------ Extracted data

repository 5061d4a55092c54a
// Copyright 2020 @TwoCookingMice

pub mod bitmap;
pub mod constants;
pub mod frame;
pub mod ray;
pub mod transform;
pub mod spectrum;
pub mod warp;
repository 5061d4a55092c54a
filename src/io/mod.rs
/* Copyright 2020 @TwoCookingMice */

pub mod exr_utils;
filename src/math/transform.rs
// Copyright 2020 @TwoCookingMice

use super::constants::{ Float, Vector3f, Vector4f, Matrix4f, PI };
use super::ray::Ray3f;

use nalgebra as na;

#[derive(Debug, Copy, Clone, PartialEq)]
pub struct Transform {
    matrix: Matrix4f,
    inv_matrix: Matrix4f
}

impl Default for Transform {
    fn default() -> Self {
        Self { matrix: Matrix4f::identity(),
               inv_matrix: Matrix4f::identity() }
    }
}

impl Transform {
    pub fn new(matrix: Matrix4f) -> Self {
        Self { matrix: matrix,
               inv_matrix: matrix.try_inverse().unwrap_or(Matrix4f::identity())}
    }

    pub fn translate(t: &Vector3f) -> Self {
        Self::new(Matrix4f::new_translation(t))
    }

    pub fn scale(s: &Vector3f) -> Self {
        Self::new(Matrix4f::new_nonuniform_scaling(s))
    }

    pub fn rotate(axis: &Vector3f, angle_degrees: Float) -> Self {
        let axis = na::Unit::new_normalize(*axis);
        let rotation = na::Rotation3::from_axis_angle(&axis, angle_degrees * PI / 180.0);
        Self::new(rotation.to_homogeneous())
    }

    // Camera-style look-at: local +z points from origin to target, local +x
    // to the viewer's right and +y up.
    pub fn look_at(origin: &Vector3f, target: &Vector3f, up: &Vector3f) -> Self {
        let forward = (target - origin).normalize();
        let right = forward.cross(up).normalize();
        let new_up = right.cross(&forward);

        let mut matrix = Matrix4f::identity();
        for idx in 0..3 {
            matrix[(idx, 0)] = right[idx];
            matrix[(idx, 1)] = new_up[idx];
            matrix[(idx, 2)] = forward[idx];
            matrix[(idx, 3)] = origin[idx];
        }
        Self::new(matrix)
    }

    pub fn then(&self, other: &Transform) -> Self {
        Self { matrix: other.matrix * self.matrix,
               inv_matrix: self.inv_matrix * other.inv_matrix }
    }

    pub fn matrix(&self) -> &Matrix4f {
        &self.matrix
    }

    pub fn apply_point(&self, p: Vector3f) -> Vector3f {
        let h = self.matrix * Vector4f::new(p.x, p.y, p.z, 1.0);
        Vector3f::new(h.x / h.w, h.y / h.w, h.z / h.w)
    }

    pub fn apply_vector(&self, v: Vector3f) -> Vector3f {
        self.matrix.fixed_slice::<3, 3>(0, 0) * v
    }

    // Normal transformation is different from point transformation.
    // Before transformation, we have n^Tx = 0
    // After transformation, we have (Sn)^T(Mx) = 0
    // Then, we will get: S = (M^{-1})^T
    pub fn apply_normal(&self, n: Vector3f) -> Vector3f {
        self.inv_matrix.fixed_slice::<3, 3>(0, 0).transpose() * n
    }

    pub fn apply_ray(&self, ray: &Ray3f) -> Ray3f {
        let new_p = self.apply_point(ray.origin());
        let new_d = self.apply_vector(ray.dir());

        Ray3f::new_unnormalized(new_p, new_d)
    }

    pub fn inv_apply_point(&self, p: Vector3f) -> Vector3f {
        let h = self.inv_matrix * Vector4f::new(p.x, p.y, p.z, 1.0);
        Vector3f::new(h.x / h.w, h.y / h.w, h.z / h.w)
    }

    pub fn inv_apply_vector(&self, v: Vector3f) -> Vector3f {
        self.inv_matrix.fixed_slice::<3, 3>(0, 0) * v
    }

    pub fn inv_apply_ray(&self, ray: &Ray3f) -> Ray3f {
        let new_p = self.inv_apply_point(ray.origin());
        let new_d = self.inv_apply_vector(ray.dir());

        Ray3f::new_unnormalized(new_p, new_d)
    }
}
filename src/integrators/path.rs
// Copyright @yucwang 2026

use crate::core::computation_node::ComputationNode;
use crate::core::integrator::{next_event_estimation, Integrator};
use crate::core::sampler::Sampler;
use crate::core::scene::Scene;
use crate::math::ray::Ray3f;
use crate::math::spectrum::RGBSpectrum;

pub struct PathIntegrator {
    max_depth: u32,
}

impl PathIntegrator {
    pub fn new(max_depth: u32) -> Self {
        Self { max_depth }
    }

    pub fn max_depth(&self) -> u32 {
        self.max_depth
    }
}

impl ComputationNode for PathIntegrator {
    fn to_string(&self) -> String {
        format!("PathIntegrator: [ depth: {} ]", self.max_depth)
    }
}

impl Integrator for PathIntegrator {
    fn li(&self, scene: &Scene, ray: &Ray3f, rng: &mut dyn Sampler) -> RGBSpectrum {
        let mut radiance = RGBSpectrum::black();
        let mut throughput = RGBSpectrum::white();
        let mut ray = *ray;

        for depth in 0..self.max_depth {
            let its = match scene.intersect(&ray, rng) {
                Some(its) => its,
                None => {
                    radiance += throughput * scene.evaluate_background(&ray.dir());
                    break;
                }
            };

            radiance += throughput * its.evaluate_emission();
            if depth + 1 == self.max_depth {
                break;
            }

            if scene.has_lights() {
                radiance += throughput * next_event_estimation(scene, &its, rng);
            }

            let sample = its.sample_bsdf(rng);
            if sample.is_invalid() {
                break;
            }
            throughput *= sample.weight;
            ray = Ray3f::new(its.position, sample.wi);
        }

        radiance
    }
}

------------

Problem description: Retype, exactly and in full, the lines above from the one containing "Self::new(Matrix4f::new_nonuniform_scaling(s))" through the one containing "Self::new(matrix)".

Exercise solution:
        Self::new(Matrix4f::new_nonuniform_scaling(s))
    }

    pub fn rotate(axis: &Vector3f, angle_degrees: Float) -> Self {
        let axis = na::Unit::new_normalize(*axis);
        let rotation = na::Rotation3::from_axis_angle(&axis, angle_degrees * PI / 180.0);
        Self::new(rotation.to_homogeneous())
    }

    // Camera-style look-at: local +z points from origin to target, local +x
    // to the viewer's right and +y up.
    pub fn look_at(origin: &Vector3f, target: &Vector3f, up: &Vector3f) -> Self {
        let forward = (target - origin).normalize();
        let right = forward.cross(up).normalize();
        let new_up = right.cross(&forward);

        let mut matrix = Matrix4f::identity();
        for idx in 0..3 {
            matrix[(idx, 0)] = right[idx];
            matrix[(idx, 1)] = new_up[idx];
            matrix[(idx, 2)] = forward[idx];
            matrix[(idx, 3)] = origin[idx];
        }
        Self::new(matrix)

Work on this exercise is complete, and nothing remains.